I will use a bulk download from Scryfall.com found here https://scryfall.com/docs/api/bulk-data

The dataset I am using is the "Default Cards" which is a JSON file containing every card object on Scryfall in English or the printed language if the card is only available in one language.

With this, we can grab each image and save it for use in the model.


In [4]:
import json

# Load the JSON file
with open('./Datasets/default-cards-20240817211226.json', 'r') as file:
    cards_data = json.load(file)


## Let us look at the data a bit to see what we are working with

In [5]:
print('Length of Dataset:' + str(len(cards_data)))
print('Number of features per card:' + str(len(cards_data[0])))
print('Features:' + str(cards_data[0].keys()))

Length of Dataset:99238
Number of features per card:59
Features:dict_keys(['object', 'id', 'oracle_id', 'multiverse_ids', 'mtgo_id', 'arena_id', 'tcgplayer_id', 'name', 'lang', 'released_at', 'uri', 'scryfall_uri', 'layout', 'highres_image', 'image_status', 'image_uris', 'mana_cost', 'cmc', 'type_line', 'oracle_text', 'colors', 'color_identity', 'keywords', 'produced_mana', 'legalities', 'games', 'reserved', 'foil', 'nonfoil', 'finishes', 'oversized', 'promo', 'reprint', 'variation', 'set_id', 'set', 'set_name', 'set_type', 'set_uri', 'set_search_uri', 'scryfall_set_uri', 'rulings_uri', 'prints_search_uri', 'collector_number', 'digital', 'rarity', 'card_back_id', 'artist', 'artist_ids', 'illustration_id', 'border_color', 'frame', 'full_art', 'textless', 'booster', 'story_spotlight', 'prices', 'related_uris', 'purchase_uris'])

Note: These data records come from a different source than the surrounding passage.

//! Input state tracking with both edge-triggered and level-triggered queries.
//!
//! - **Level-triggered (held):** `is_held(key)` returns true every frame the
//!   key is physically down. Used for continuous actions like movement.
//!
//! - **Edge-triggered (just_pressed / just_released):** true only during the
//!   frame the transition happened. Cleared by `end_frame()`, which the main
//!   loop calls only after at least one fixed simulation step has consumed
//!   them. This prevents a jump press from being silently lost on a frame
//!   that has zero simulation steps.

use std::collections::HashSet;

#[derive(Debug, Clone, Copy, PartialEq, Eq, Hash)]
pub enum Key {
    Left,
    Right,
    Up,
    Space,
    Enter,
    Tab,
    Escape,
    F3,
    F10,
    W,
    A,
    D,
}

pub struct InputState {
    held: HashSet<Key>,
    just_pressed: HashSet<Key>,
    just_released: HashSet<Key>,
}

impl InputState {
    pub fn new() -> Self {
        Self {
            held: HashSet::new(),
            just_pressed: HashSet::new(),
            just_released: HashSet::new(),
        }
    }

    pub fn key_down(&mut self, key: Key) {
        if self.held.insert(key) {
            self.just_pressed.insert(key);
        }
    }

    pub fn key_up(&mut self, key: Key) {
        if self.held.remove(&key) {
            self.just_released.insert(key);
        }
    }

    pub fn is_held(&self, key: Key) -> bool {
        self.held.contains(&key)
    }

    pub fn is_just_pressed(&self, key: Key) -> bool {
        self.just_pressed.contains(&key)
    }

    pub fn is_just_released(&self, key: Key) -> bool {
        self.just_released.contains(&key)
    }

    pub fn end_frame(&mut self) {
        self.just_pressed.clear();
        self.just_released.clear();
    }
}

impl Default for InputState {
    fn default() -> Self {
        Self::new()
    }
}

#[cfg(test)]
mod tests {
    use super::*;

    #[test]
    fn key_down_sets_held_and_just_pressed() {
        let mut input = InputState::new();
        input.key_down(Key::Space);
        assert!(input.is_held(Key::Space));
        assert!(input.is_just_pressed(Key::Space));
    }

    #[test]
    fn key_down_repeat_does_not_double_just_pressed() {
        let mut input = InputState::new();
        input.key_down(Key::Space);
        input.end_frame();
        // OS key repeat delivers another down event while still held;
        // it must not re-arm the edge trigger.
        input.key_down(Key::Space);
        assert!(input.is_held(Key::Space));
        assert!(!input.is_just_pressed(Key::Space));
    }

    #[test]
    fn key_up_without_down_is_no_op() {
        let mut input = InputState::new();
        input.key_up(Key::Left);
        assert!(!input.is_just_released(Key::Left));
        assert!(!input.is_held(Key::Left));
    }

    #[test]
    fn end_frame_clears_transients_keeps_held() {
        let mut input = InputState::new();
        input.key_down(Key::Left);
        input.key_down(Key::Space);
        input.end_frame();
        assert!(!input.is_just_pressed(Key::Left));
        assert!(!input.is_just_pressed(Key::Space));
        assert!(input.is_held(Key::Left));
        assert!(input.is_held(Key::Space));
    }

    #[test]
    fn multiple_keys_are_independent() {
        let mut input = InputState::new();
        input.key_down(Key::Left);
        input.key_down(Key::Right);
        input.key_up(Key::Left);
        assert!(!input.is_held(Key::Left));
        assert!(input.is_just_released(Key::Left));
        assert!(input.is_held(Key::Right));
        assert!(!input.is_just_released(Key::Right));
    }
}
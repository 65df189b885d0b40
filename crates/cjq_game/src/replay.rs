//! Test-only input replays: JSON-described controller sequences used to
//! pin down simulation determinism. Replaying the same sequence from the
//! same starting state must reproduce bit-identical results.

use serde::Deserialize;
use std::fs;
use std::path::Path;

use crate::cat::CatInput;

#[derive(Debug, Deserialize, Clone)]
pub struct ReplaySequence {
    #[serde(default = "default_dt")]
    pub fixed_dt_ms: f32,
    pub frames: Vec<ReplayFrame>,
}

#[derive(Debug, Deserialize, Clone)]
pub struct ReplayFrame {
    #[serde(default)]
    pub move_left: bool,
    #[serde(default)]
    pub move_right: bool,
    #[serde(default)]
    pub jump_pressed: bool,
    #[serde(default = "default_repeat")]
    pub repeat: u32,
}

impl ReplaySequence {
    pub fn expanded_inputs(&self) -> Vec<CatInput> {
        let mut out = Vec::new();
        for frame in &self.frames {
            for _ in 0..frame.repeat.max(1) {
                out.push(CatInput {
                    move_left: frame.move_left,
                    move_right: frame.move_right,
                    jump_pressed: frame.jump_pressed,
                });
            }
        }
        out
    }
}

pub fn load_replay_from_path(path: &Path) -> Result<ReplaySequence, String> {
    let raw =
        fs::read_to_string(path).map_err(|e| format!("Failed to read {}: {e}", path.display()))?;
    let replay: ReplaySequence = serde_json::from_str(&raw)
        .map_err(|e| format!("Failed to parse replay JSON {}: {e}", path.display()))?;
    validate_replay(&replay)?;
    Ok(replay)
}

fn validate_replay(replay: &ReplaySequence) -> Result<(), String> {
    if replay.fixed_dt_ms <= 0.0 {
        return Err("Replay validation failed: fixed_dt_ms must be > 0".to_string());
    }
    if replay.frames.is_empty() {
        return Err("Replay validation failed: frames list is empty".to_string());
    }
    Ok(())
}

const fn default_dt() -> f32 {
    1000.0 / 60.0
}

const fn default_repeat() -> u32 {
    1
}

#[cfg(test)]
mod tests {
    use super::*;
    use crate::cat;
    use crate::game::{CatGame, GameState};
    use crate::level;
    use cjq_core::animation::{Animation, EntityKind, TextureId};
    use std::time::{SystemTime, UNIX_EPOCH};

    fn temp_file_path(name_hint: &str) -> std::path::PathBuf {
        let nanos = SystemTime::now()
            .duration_since(UNIX_EPOCH)
            .expect("system time before unix epoch")
            .as_nanos();
        std::env::temp_dir().join(format!(
            "cjq_replay_test_{}_{}_{}.json",
            name_hint,
            std::process::id(),
            nanos
        ))
    }

    fn test_animations() -> Vec<Animation> {
        let mut animations = Vec::new();
        for i in 0..4 {
            animations.push(
                Animation::from_sheet(EntityKind::Cat, TextureId(i), 96, 32, 100.0).unwrap(),
            );
        }
        animations
            .push(Animation::from_sheet(EntityKind::Portal, TextureId(4), 64, 32, 100.0).unwrap());
        animations.push(
            Animation::from_sheet(EntityKind::Trapdoor, TextureId(5), 32, 32, 100.0).unwrap(),
        );
        animations
    }

    #[test]
    fn replay_file_parses_and_expands() {
        let path = temp_file_path("parse");
        fs::write(
            &path,
            r#"{
              "frames": [
                { "move_right": true, "repeat": 3 },
                { "jump_pressed": true, "repeat": 1 }
              ]
            }"#,
        )
        .expect("write replay file");

        let replay = load_replay_from_path(&path).expect("replay should load");
        assert_eq!(replay.fixed_dt_ms, 1000.0 / 60.0);
        let expanded = replay.expanded_inputs();
        assert_eq!(expanded.len(), 4);
        assert!(expanded[0].move_right);
        assert!(expanded[3].jump_pressed);

        let _ = fs::remove_file(path);
    }

    #[test]
    fn replay_rejects_empty_frames() {
        let path = temp_file_path("empty");
        fs::write(&path, r#"{ "frames": [] }"#).expect("write replay file");
        let err = load_replay_from_path(&path).expect_err("empty frames should fail");
        assert!(err.contains("frames list is empty"));
        let _ = fs::remove_file(path);
    }

    #[test]
    fn controller_replay_is_deterministic() {
        let path = temp_file_path("deterministic");
        fs::write(
            &path,
            r#"{
              "frames": [
                { "repeat": 30 },
                { "move_right": true, "repeat": 60 },
                { "move_right": true, "jump_pressed": true, "repeat": 1 },
                { "move_right": true, "repeat": 90 },
                { "move_left": true, "repeat": 45 }
              ]
            }"#,
        )
        .expect("write replay file");

        let replay = load_replay_from_path(&path).expect("replay should load");
        let inputs = replay.expanded_inputs();
        let animations = test_animations();

        let run = |inputs: &[crate::cat::CatInput]| {
            let mut level = level::level00(&animations);
            for &input in inputs {
                cat::update(&mut level, input, replay.fixed_dt_ms);
                let cat_idx = level.cat;
                level.entities[cat_idx].integrate(replay.fixed_dt_ms);
            }
            level.entities[level.cat]
        };

        let cat_a = run(&inputs);
        let cat_b = run(&inputs);

        // Bit-identical, not merely close: same inputs, same floats.
        assert_eq!(cat_a, cat_b);
    }

    #[test]
    fn full_game_replay_is_deterministic() {
        let animations = test_animations();
        let replay = ReplaySequence {
            fixed_dt_ms: 1000.0 / 60.0,
            frames: vec![
                ReplayFrame {
                    move_left: false,
                    move_right: false,
                    jump_pressed: true,
                    repeat: 1,
                },
                ReplayFrame {
                    move_left: false,
                    move_right: true,
                    jump_pressed: false,
                    repeat: 240,
                },
                ReplayFrame {
                    move_left: true,
                    move_right: false,
                    jump_pressed: false,
                    repeat: 60,
                },
            ],
        };
        let inputs = replay.expanded_inputs();

        let run = || {
            let mut game =
                CatGame::new(level::load_all(&animations), &animations).expect("levels validate");
            for &input in &inputs {
                game.step(replay.fixed_dt_ms, input, &animations);
            }
            game
        };

        let game_a = run();
        let game_b = run();

        assert_eq!(game_a.state, game_b.state);
        assert_eq!(game_a.level_at, game_b.level_at);
        assert_eq!(game_a.tint_alpha, game_b.tint_alpha);
        assert_eq!(
            game_a.levels[game_a.level_at], game_b.levels[game_b.level_at]
        );
        // The replay actually played: the game left the title screen.
        assert_ne!(game_a.state, GameState::TitleScreen);
    }
}
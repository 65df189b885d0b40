use std::sync::Arc;
use winit::window::Window;

/// Surface, device and swapchain configuration bundled together.
///
/// The game draws a few dozen quads per frame, so adapter selection favors
/// low power draw over raw throughput; any adapter that can present is
/// more than enough.
pub struct GpuContext {
    pub surface: wgpu::Surface<'static>,
    pub device: wgpu::Device,
    pub queue: wgpu::Queue,
    pub config: wgpu::SurfaceConfiguration,
    pub surface_format: wgpu::TextureFormat,
    pub size: (u32, u32),
}

impl GpuContext {
    pub fn new(window: Arc<Window>) -> Self {
        let size = window.inner_size();
        let instance = wgpu::Instance::new(&wgpu::InstanceDescriptor {
            backends: wgpu::Backends::PRIMARY,
            ..Default::default()
        });

        let surface = instance
            .create_surface(window)
            .expect("Failed to create surface");

        let adapter = pollster::block_on(instance.request_adapter(&wgpu::RequestAdapterOptions {
            power_preference: wgpu::PowerPreference::LowPower,
            compatible_surface: Some(&surface),
            force_fallback_adapter: false,
        }))
        .expect("Failed to find a suitable GPU adapter");

        log::info!("GPU adapter: {:?}", adapter.get_info().name);

        let (device, queue) = pollster::block_on(adapter.request_device(
            &wgpu::DeviceDescriptor {
                label: Some("Cat Jump Quick Device"),
                required_features: wgpu::Features::empty(),
                required_limits: wgpu::Limits::default(),
                ..Default::default()
            },
            None,
        ))
        .expect("Failed to create device");

        let surface_caps = surface.get_capabilities(&adapter);
        let surface_format = surface_caps
            .formats
            .iter()
            .find(|f| f.is_srgb())
            .copied()
            .unwrap_or(surface_caps.formats[0]);

        let config = wgpu::SurfaceConfiguration {
            usage: wgpu::TextureUsages::RENDER_ATTACHMENT,
            format: surface_format,
            width: size.width.max(1),
            height: size.height.max(1),
            // Vsync doubles as the frame pacer for the fixed-step loop.
            present_mode: wgpu::PresentMode::Fifo,
            alpha_mode: surface_caps.alpha_modes[0],
            view_formats: vec![],
            desired_maximum_frame_latency: 2,
        };
        surface.configure(&device, &config);

        Self {
            surface,
            device,
            queue,
            config,
            surface_format,
            size: (size.width, size.height),
        }
    }

    pub fn resize(&mut self, width: u32, height: u32) {
        if width == 0 || height == 0 {
            return;
        }
        self.size = (width, height);
        self.config.width = width;
        self.config.height = height;
        self.surface.configure(&self.device, &self.config);
    }

    /// Acquire the next swapchain frame, or `None` when this frame should
    /// be skipped (lost/outdated surfaces reconfigure and catch the next
    /// redraw).
    pub fn begin_frame(&self) -> Option<(wgpu::SurfaceTexture, wgpu::TextureView)> {
        let output = match self.surface.get_current_texture() {
            Ok(tex) => tex,
            Err(wgpu::SurfaceError::Lost | wgpu::SurfaceError::Outdated) => {
                self.surface.configure(&self.device, &self.config);
                return None;
            }
            Err(wgpu::SurfaceError::OutOfMemory) => {
                log::error!("GPU out of memory");
                return None;
            }
            Err(e) => {
                log::warn!("Surface error: {:?}", e);
                return None;
            }
        };
        let view = output
            .texture
            .create_view(&wgpu::TextureViewDescriptor::default());
        Some((output, view))
    }
}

## I am curious to see if any cards do not have an image associated with them

In [6]:
print('Printing Unique Image Status Features:' + str(set([card['image_status'] for card in cards_data])))

Printing Unique Image Status Features:{'highres_scan', 'lowres', 'placeholder', 'missing'}


## So it seems like placeholder and missing may be an issue, time to investigate

It seems like 'missing' does indeed mean there are no images.

In [9]:
number_missing = 0

for card in cards_data:
    if card.get('image_status') == 'missing':  # Check if 'image_status' is 'missing'
        number_missing += 1
        print(f"IMAGE STATUS = missing for card: {card.get('name', 'Unknown Name')}")
        
        # Check if 'image_uris' exists in the card data
        if 'image_uris' in card:
            print(card['image_uris'])  # Print image_uris if it exists
        else:
            print("No image_uris available for this card.")  # Handle case where image_uris is missing
        
        print('-' * 50)  # Separator for better readability

print(f"Number of cards with 'image_status' = 'missing': {number_missing}")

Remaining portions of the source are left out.